DESCRIPTION OF CHARACTERS.
LAURA MURDOCH, twenty-five years of age, is a type not uncommon in the theatrical life of New York, and one which has grown in importance in the profession since the business of giving public entertainments has been so reduced to a commercial basis.
At an early age she came from Australia to San Francisco. She possessed a considerable beauty and an aptitude for theatrical accomplishment which soon raised her to a position of more or less importance in a local stock company playing in that city. A woman of intense superficial emotions, her imagination was without any enduring depths, but for the passing time she could place herself in an attitude of great affection and devotion. Sensually, the woman had marked characteristics, and, with the flattery that surrounded her, she soon became a favourite in the select circles which made such places as “The Poodle Dog” and “Zinkand’s” famous. In general dissipation, she was always careful not in any way to indulge in excesses which would jeopardize her physical attractiveness, or for one moment to diminish her sense of keen worldly calculation.
In time she married. It was, of course, a failure. Her vacillating nature was such that she could not be absolutely true to the man to whom she had given her life, and, after several bitter experiences, she had the horror of seeing him kill himself in front of her. There was a momentary spasm of grief, a tidal wave of remorse, and then the peculiar recuperation of spirits, beauty and attractiveness that so marks this type of woman. She was deceived by other men in many various ways, and finally came to that stage of life that is known in theatrical circles as being “wised up.”

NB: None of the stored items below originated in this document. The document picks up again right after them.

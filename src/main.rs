//! StockChat - terminal client for the stock analysis AI chat service
//!
#![doc = "StockChat - terminal client for the stock analysis AI chat service"]
#![doc = "Main entry point for the StockChat application."]

use anyhow::Result;

use stockchat::cli::{Cli, Commands};
use stockchat::commands;
use stockchat::config::Config;
use stockchat::logging::init_logging;

#[tokio::main]
async fn main() -> Result<()> {
    // Parse command line arguments
    let cli = Cli::parse_args();

    // Initialize tracing
    init_logging(cli.verbose, cli.json_logs)?;

    // Load configuration
    let config_path = cli.config.as_deref().unwrap_or("config/config.yaml");
    let config = Config::load(config_path, &cli)?;

    // Validate configuration
    config.validate()?;

    // Execute command
    match cli.command {
        Commands::Chat { session, .. } => {
            tracing::info!("Starting interactive chat mode");
            if let Some(s) = &session {
                tracing::debug!("Resuming session: {}", s);
            }
            commands::chat::run_chat(config, session).await?;
            Ok(())
        }
        Commands::Ask {
            prompt, session, ..
        } => {
            tracing::info!("Sending one-shot question");
            commands::ask::run_ask(config, &prompt, session).await?;
            Ok(())
        }
        Commands::History { session, .. } => {
            tracing::info!("Fetching history for session {}", session);
            commands::history::show_history(config, &session).await?;
            Ok(())
        }
        Commands::Endpoint { session, .. } => {
            commands::endpoint::print_endpoint(&config, session.as_deref())?;
            Ok(())
        }
    }
}
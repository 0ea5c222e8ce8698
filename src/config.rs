//! Configuration management for StockChat
//!
//! This module handles loading, parsing, validating, and managing
//! configuration from files, environment variables, and CLI overrides.
//!
//! Precedence, lowest to highest: built-in defaults, the YAML file,
//! `STOCKCHAT_*` environment variables, command-line flags.

use crate::chat::endpoint::{EndpointBuilder, DEFAULT_TUNNEL_SUFFIXES, DEFAULT_WS_PATH};
use crate::error::{Result, StockChatError};
use serde::{Deserialize, Serialize};
use std::path::Path;
use url::Url;

/// Main configuration structure for StockChat
#[derive(Debug, Clone, Serialize, Deserialize, Default)]
pub struct Config {
    /// Where the chat endpoint lives
    #[serde(default)]
    pub server: ServerConfig,
    /// Automatic reconnect policy
    #[serde(default)]
    pub reconnect: ReconnectConfig,
    /// Chat session defaults
    #[serde(default)]
    pub chat: ChatConfig,
}

/// Chat endpoint location
#[derive(Debug, Clone, Serialize, Deserialize)]
pub struct ServerConfig {
    /// URL of the dashboard page; the endpoint mirrors its origin
    #[serde(default = "default_page_url")]
    pub page_url: String,

    /// Resource path of the chat endpoint
    #[serde(default = "default_ws_path")]
    pub path: String,

    /// Hostname suffixes of tunneling services (port is omitted for these)
    #[serde(default = "default_tunnel_suffixes")]
    pub tunnel_suffixes: Vec<String>,

    /// Seconds to wait for the server to confirm a session
    #[serde(default = "default_handshake_timeout")]
    pub handshake_timeout_seconds: u64,
}

fn default_page_url() -> String {
    "http://localhost:8000".to_string()
}

fn default_ws_path() -> String {
    DEFAULT_WS_PATH.to_string()
}

fn default_tunnel_suffixes() -> Vec<String> {
    DEFAULT_TUNNEL_SUFFIXES
        .iter()
        .map(|s| s.to_string())
        .collect()
}

fn default_handshake_timeout() -> u64 {
    10
}

impl Default for ServerConfig {
    fn default() -> Self {
        Self {
            page_url: default_page_url(),
            path: default_ws_path(),
            tunnel_suffixes: default_tunnel_suffixes(),
            handshake_timeout_seconds: default_handshake_timeout(),
        }
    }
}

/// Reconnect policy
#[derive(Debug, Clone, Serialize, Deserialize)]
pub struct ReconnectConfig {
    /// Attempts after an unexpected closure before giving up
    #[serde(default = "default_max_attempts")]
    pub max_attempts: u32,

    /// Fixed delay between attempts (milliseconds)
    #[serde(default = "default_delay_ms")]
    pub delay_ms: u64,
}

fn default_max_attempts() -> u32 {
    5
}

fn default_delay_ms() -> u64 {
    1000
}

impl Default for ReconnectConfig {
    fn default() -> Self {
        Self {
            max_attempts: default_max_attempts(),
            delay_ms: default_delay_ms(),
        }
    }
}

/// Chat session defaults
#[derive(Debug, Clone, Serialize, Deserialize)]
pub struct ChatConfig {
    /// Default `get_history` limit
    #[serde(default = "default_history_limit")]
    pub history_limit: u32,

    /// Render tool/reasoning steps
    #[serde(default)]
    pub show_thoughts: bool,

    /// Default ticker symbol for fresh sessions
    #[serde(default)]
    pub symbol: Option<String>,

    /// Default AI model for fresh sessions
    #[serde(default)]
    pub model: Option<String>,
}

fn default_history_limit() -> u32 {
    50
}

impl Default for ChatConfig {
    fn default() -> Self {
        Self {
            history_limit: default_history_limit(),
            show_thoughts: false,
            symbol: None,
            model: None,
        }
    }
}

impl Config {
    /// Load configuration from file with environment and CLI overrides
    ///
    /// A missing file is not an error; defaults are used instead.
    ///
    /// # Arguments
    ///
    /// * `path` - Path to configuration file
    /// * `cli` - CLI arguments for overrides
    ///
    /// # Errors
    ///
    /// Returns error if the file exists but cannot be read or parsed
    pub fn load(path: &str, cli: &crate::cli::Cli) -> Result<Self> {
        let mut config = if Path::new(path).exists() {
            Self::from_file(path)?
        } else {
            tracing::debug!("Config file not found at {}, using defaults", path);
            Self::default()
        };

        config.apply_env_vars();
        config.apply_cli_overrides(cli);

        Ok(config)
    }

    fn from_file(path: &str) -> Result<Self> {
        let contents = std::fs::read_to_string(path)
            .map_err(|e| StockChatError::Config(format!("Failed to read config file: {}", e)))?;
        serde_yaml::from_str(&contents)
            .map_err(|e| StockChatError::Config(format!("Failed to parse config: {}", e)).into())
    }

    fn apply_env_vars(&mut self) {
        if let Ok(page_url) = std::env::var("STOCKCHAT_PAGE_URL") {
            self.server.page_url = page_url;
        }

        if let Ok(path) = std::env::var("STOCKCHAT_WS_PATH") {
            self.server.path = path;
        }

        if let Ok(attempts) = std::env::var("STOCKCHAT_MAX_RECONNECT_ATTEMPTS") {
            if let Ok(value) = attempts.parse() {
                self.reconnect.max_attempts = value;
            } else {
                tracing::warn!("Invalid STOCKCHAT_MAX_RECONNECT_ATTEMPTS: {}", attempts);
            }
        }

        if let Ok(delay) = std::env::var("STOCKCHAT_RECONNECT_DELAY_MS") {
            if let Ok(value) = delay.parse() {
                self.reconnect.delay_ms = value;
            } else {
                tracing::warn!("Invalid STOCKCHAT_RECONNECT_DELAY_MS: {}", delay);
            }
        }

        if let Ok(limit) = std::env::var("STOCKCHAT_HISTORY_LIMIT") {
            if let Ok(value) = limit.parse() {
                self.chat.history_limit = value;
            } else {
                tracing::warn!("Invalid STOCKCHAT_HISTORY_LIMIT: {}", limit);
            }
        }

        if let Ok(show) = std::env::var("STOCKCHAT_SHOW_THOUGHTS") {
            match show.to_lowercase().as_str() {
                "1" | "true" | "yes" | "on" => self.chat.show_thoughts = true,
                "0" | "false" | "no" | "off" => self.chat.show_thoughts = false,
                _ => tracing::warn!("Invalid STOCKCHAT_SHOW_THOUGHTS: {}", show),
            }
        }

        if let Ok(symbol) = std::env::var("STOCKCHAT_SYMBOL") {
            self.chat.symbol = Some(symbol).filter(|s| !s.is_empty());
        }

        if let Ok(model) = std::env::var("STOCKCHAT_MODEL") {
            self.chat.model = Some(model).filter(|m| !m.is_empty());
        }
    }

    fn apply_cli_overrides(&mut self, cli: &crate::cli::Cli) {
        if cli.verbose {
            tracing::debug!("Verbose mode enabled");
        }

        if let Some(page_url) = &cli.page_url {
            self.server.page_url = page_url.clone();
        }

        use crate::cli::Commands;
        let (symbol, model, thoughts) = match &cli.command {
            Commands::Chat {
                symbol,
                model,
                thoughts,
                ..
            }
            | Commands::Ask {
                symbol,
                model,
                thoughts,
                ..
            } => (symbol, model, *thoughts),
            Commands::Endpoint { symbol, model, .. } => (symbol, model, false),
            Commands::History { limit, .. } => {
                if let Some(limit) = limit {
                    self.chat.history_limit = *limit;
                }
                return;
            }
        };
        if symbol.is_some() {
            self.chat.symbol = symbol.clone();
        }
        if model.is_some() {
            self.chat.model = model.clone();
        }
        if thoughts {
            self.chat.show_thoughts = true;
        }
    }

    /// Parse the configured page URL.
    ///
    /// # Errors
    ///
    /// Returns [`StockChatError::Config`] if the URL does not parse.
    pub fn page_url(&self) -> Result<Url> {
        Url::parse(&self.server.page_url).map_err(|e| {
            StockChatError::Config(format!(
                "Invalid page_url '{}': {}",
                self.server.page_url, e
            ))
            .into()
        })
    }

    /// Endpoint builder for the configured server.
    ///
    /// # Errors
    ///
    /// Returns [`StockChatError::Config`] if the page URL does not parse.
    pub fn endpoint_builder(&self) -> Result<EndpointBuilder> {
        Ok(EndpointBuilder::new(self.page_url()?)
            .with_path(self.server.path.clone())
            .with_tunnel_suffixes(self.server.tunnel_suffixes.clone()))
    }

    /// Validate the configuration
    ///
    /// Ensures all configuration values are within acceptable ranges
    /// and that required fields are properly set.
    ///
    /// # Errors
    ///
    /// Returns error if any validation check fails
    pub fn validate(&self) -> Result<()> {
        let page_url = self.page_url()?;

        let valid_schemes = ["http", "https", "ws", "wss"];
        if !valid_schemes.contains(&page_url.scheme()) {
            return Err(StockChatError::Config(format!(
                "Invalid page_url scheme: {}. Must be one of: {}",
                page_url.scheme(),
                valid_schemes.join(", ")
            ))
            .into());
        }

        if page_url.host_str().map_or(true, str::is_empty) {
            return Err(StockChatError::Config("page_url must have a host".to_string()).into());
        }

        if !self.server.path.starts_with('/') || !self.server.path.ends_with('/') {
            return Err(StockChatError::Config(format!(
                "server.path must start and end with '/': {}",
                self.server.path
            ))
            .into());
        }

        if self.server.handshake_timeout_seconds == 0 {
            return Err(StockChatError::Config(
                "server.handshake_timeout_seconds must be greater than 0".to_string(),
            )
            .into());
        }

        if self.reconnect.delay_ms == 0 {
            return Err(StockChatError::Config(
                "reconnect.delay_ms must be greater than 0".to_string(),
            )
            .into());
        }

        if self.chat.history_limit == 0 {
            return Err(StockChatError::Config(
                "chat.history_limit must be greater than 0".to_string(),
            )
            .into());
        }

        if self.chat.history_limit > 1000 {
            return Err(StockChatError::Config(
                "chat.history_limit must be less than or equal to 1000".to_string(),
            )
            .into());
        }

        Ok(())
    }
}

At nineteen, the attention of a prominent theatrical manager being called to her, she took an important part in a New York production, and immediately gained considerable reputation. The fact that, before reaching the age of womanhood, she had had more escapades than most women have in their entire lives was not generally known in New York, nor was there a mark upon her face or a single coarse mannerism to betray it. She was soft-voiced, very pretty, very girlish. Her keen sense of worldly calculation led her to believe that in order to progress in her theatrical career she must have some influence outside of her art and dramatic accomplishment; so she attempted, with no little success, to infatuate a hard-headed, blunt and supposedly invincible theatrical manager, who, in his cold, stolid way, gave her what love there was in him. This, however, not satisfying her, she played two ends against the middle, and, finding a young man of wealth and position who could give her, in his youth, the exuberance and joy utterly apart from the character of the theatrical manager, she adopted him, and for a while lived with him. Exhausting his money, she cast him aside, always spending a certain part of the time with the theatrical manager. The young man became crazed, and, at a restaurant, tried to murder all of them.